§ Listed entries:
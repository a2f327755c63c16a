//! The dispatch kernel.
//!
//! # Data Flow
//! ```text
//! Request
//!     → dispatch.rs (Received → Matched → Resolved → Invoked → Responded)
//!     → arguments.rs (bind formal parameters by name)
//!     → Response (total: every failure becomes an error response)
//! ```
//!
//! # Design Decisions
//! - One synchronous pass per request; no suspension, no timeouts here
//! - All shared state (routes, registry) is read-only after boot
//! - Events fire before leaving Matched, Resolved and Responded, plus on
//!   every transition into the error state

pub mod arguments;
pub mod dispatch;

pub use arguments::resolve_arguments;
pub use dispatch::{DispatchState, Kernel};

§ About this task: What is needed is an exact retyping of every line from the one containing "read-only after boot" through the final line of the entries, and only those lines.

§ Task response:
//! - All shared state (routes, registry) is read-only after boot
//! - Events fire before leaving Matched, Resolved and Responded, plus on
//!   every transition into the error state

pub mod arguments;
pub mod dispatch;

pub use arguments::resolve_arguments;
pub use dispatch::{DispatchState, Kernel};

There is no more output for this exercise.